Entries shown –
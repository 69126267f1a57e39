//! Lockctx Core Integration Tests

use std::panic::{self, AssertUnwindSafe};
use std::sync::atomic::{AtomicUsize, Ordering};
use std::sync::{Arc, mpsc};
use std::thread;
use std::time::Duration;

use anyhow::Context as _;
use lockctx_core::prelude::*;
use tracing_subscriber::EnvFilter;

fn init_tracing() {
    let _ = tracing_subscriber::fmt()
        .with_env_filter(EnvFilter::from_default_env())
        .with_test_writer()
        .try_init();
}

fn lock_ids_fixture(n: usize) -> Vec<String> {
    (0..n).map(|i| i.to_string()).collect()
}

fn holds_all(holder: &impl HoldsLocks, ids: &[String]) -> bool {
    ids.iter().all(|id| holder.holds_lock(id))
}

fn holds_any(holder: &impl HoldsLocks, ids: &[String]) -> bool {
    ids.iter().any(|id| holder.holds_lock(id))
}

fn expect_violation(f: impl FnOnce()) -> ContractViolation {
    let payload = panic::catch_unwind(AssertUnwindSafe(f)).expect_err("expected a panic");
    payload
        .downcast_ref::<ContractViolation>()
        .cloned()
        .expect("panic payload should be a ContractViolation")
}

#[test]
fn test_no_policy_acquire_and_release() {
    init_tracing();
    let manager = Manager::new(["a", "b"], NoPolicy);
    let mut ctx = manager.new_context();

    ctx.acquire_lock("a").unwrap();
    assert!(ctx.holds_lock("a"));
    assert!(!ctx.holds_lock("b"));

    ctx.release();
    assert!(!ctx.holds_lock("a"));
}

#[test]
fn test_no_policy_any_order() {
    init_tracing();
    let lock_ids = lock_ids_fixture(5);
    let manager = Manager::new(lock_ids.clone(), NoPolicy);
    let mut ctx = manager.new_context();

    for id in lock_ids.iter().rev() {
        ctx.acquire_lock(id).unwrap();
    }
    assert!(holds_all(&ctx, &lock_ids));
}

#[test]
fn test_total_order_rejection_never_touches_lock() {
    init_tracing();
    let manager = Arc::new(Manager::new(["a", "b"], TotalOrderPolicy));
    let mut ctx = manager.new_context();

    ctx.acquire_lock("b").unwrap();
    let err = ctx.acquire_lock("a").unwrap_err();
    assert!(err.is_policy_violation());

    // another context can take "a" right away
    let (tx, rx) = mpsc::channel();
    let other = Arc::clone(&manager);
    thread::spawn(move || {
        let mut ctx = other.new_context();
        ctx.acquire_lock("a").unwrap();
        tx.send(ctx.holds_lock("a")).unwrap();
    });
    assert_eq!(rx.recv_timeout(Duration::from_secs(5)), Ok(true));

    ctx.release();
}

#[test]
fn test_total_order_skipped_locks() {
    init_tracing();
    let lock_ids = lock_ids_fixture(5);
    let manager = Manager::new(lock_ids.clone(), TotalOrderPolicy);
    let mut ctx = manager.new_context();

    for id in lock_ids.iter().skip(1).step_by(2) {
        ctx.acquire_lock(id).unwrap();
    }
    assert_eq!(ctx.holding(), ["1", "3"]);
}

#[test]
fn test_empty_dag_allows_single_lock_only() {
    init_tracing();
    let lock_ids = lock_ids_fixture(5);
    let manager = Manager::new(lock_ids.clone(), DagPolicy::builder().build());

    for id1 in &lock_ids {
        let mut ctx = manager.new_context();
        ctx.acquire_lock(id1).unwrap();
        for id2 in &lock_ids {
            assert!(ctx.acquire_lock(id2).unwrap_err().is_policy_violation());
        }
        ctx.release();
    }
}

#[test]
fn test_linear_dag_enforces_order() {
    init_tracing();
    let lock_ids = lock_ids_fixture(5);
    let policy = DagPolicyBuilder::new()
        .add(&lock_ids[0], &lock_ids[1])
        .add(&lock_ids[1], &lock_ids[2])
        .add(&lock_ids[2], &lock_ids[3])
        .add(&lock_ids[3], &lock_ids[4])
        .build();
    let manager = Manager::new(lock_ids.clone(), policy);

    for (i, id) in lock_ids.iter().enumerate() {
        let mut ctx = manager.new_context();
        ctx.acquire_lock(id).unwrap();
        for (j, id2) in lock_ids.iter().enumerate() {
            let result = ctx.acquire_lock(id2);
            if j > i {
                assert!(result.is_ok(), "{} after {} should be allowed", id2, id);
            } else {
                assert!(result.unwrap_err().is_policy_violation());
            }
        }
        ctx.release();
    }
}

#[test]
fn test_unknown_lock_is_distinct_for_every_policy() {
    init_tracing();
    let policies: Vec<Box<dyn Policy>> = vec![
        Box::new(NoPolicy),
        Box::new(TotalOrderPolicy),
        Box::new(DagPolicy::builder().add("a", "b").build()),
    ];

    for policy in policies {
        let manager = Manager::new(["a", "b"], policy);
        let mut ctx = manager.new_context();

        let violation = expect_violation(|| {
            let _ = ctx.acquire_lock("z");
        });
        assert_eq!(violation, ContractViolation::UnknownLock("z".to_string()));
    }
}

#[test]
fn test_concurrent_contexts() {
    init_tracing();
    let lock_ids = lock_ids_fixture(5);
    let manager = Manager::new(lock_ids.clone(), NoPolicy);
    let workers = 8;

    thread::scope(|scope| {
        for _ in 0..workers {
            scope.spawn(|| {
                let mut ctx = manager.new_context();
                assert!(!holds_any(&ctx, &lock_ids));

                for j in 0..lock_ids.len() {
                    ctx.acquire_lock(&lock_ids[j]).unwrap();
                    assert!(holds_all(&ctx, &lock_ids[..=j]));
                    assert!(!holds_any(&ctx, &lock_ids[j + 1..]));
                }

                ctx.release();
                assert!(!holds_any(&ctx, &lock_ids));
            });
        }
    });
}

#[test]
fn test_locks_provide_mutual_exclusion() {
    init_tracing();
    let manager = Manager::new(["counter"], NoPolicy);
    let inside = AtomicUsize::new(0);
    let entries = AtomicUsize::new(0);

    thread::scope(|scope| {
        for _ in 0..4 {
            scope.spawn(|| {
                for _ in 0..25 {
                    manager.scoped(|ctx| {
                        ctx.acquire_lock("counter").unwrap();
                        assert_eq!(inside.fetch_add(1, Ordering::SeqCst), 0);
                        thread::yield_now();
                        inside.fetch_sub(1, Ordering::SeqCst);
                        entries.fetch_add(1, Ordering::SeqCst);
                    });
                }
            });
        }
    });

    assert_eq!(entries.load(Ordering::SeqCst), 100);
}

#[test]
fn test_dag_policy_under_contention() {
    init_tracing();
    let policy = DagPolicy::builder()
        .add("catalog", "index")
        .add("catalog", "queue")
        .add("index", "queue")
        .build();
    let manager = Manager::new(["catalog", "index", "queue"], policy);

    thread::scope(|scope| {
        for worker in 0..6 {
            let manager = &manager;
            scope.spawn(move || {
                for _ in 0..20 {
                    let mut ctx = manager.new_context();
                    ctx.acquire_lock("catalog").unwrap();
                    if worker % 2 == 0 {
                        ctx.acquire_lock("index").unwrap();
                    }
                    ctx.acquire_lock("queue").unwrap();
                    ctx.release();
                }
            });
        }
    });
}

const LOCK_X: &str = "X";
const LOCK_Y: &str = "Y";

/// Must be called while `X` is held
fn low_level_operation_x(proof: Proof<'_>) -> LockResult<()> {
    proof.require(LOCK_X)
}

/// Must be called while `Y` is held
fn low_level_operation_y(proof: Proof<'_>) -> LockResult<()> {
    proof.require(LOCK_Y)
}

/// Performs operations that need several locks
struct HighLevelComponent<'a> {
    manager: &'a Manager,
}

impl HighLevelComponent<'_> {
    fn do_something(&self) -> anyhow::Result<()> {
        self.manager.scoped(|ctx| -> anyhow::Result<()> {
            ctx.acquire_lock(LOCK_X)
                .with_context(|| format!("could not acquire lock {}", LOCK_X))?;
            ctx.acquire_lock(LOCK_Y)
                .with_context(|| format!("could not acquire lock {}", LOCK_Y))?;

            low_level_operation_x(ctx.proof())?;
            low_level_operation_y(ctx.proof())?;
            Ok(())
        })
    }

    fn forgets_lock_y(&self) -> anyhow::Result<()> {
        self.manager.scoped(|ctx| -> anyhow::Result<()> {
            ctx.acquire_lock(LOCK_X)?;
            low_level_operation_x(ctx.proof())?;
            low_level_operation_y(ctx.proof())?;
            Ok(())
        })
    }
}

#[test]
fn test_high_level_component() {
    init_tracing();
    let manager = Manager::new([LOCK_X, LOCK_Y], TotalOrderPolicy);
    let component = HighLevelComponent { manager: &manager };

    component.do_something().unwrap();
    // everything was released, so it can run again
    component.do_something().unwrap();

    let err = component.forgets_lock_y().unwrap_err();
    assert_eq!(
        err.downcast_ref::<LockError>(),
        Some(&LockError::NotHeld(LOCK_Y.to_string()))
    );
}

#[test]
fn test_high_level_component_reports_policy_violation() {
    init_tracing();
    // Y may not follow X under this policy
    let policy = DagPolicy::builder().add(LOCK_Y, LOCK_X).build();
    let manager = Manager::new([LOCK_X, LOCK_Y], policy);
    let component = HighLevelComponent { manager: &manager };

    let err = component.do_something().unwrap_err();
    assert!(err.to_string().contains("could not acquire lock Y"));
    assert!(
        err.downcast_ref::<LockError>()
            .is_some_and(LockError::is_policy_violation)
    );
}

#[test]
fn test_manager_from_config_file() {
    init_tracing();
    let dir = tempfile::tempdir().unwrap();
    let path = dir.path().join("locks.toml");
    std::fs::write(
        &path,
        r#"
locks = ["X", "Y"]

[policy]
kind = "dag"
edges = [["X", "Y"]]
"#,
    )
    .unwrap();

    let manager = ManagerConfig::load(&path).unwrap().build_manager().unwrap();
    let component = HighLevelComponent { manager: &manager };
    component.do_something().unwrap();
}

Action item – An exact copy of the lines above, from the one containing "need several locks" through the one containing "ctx.acquire_lock(LOCK_X)?;", is the whole of the answer.

Answer –
/// Performs operations that need several locks
struct HighLevelComponent<'a> {
    manager: &'a Manager,
}

impl HighLevelComponent<'_> {
    fn do_something(&self) -> anyhow::Result<()> {
        self.manager.scoped(|ctx| -> anyhow::Result<()> {
            ctx.acquire_lock(LOCK_X)
                .with_context(|| format!("could not acquire lock {}", LOCK_X))?;
            ctx.acquire_lock(LOCK_Y)
                .with_context(|| format!("could not acquire lock {}", LOCK_Y))?;

            low_level_operation_x(ctx.proof())?;
            low_level_operation_y(ctx.proof())?;
            Ok(())
        })
    }

    fn forgets_lock_y(&self) -> anyhow::Result<()> {
        self.manager.scoped(|ctx| -> anyhow::Result<()> {
            ctx.acquire_lock(LOCK_X)?;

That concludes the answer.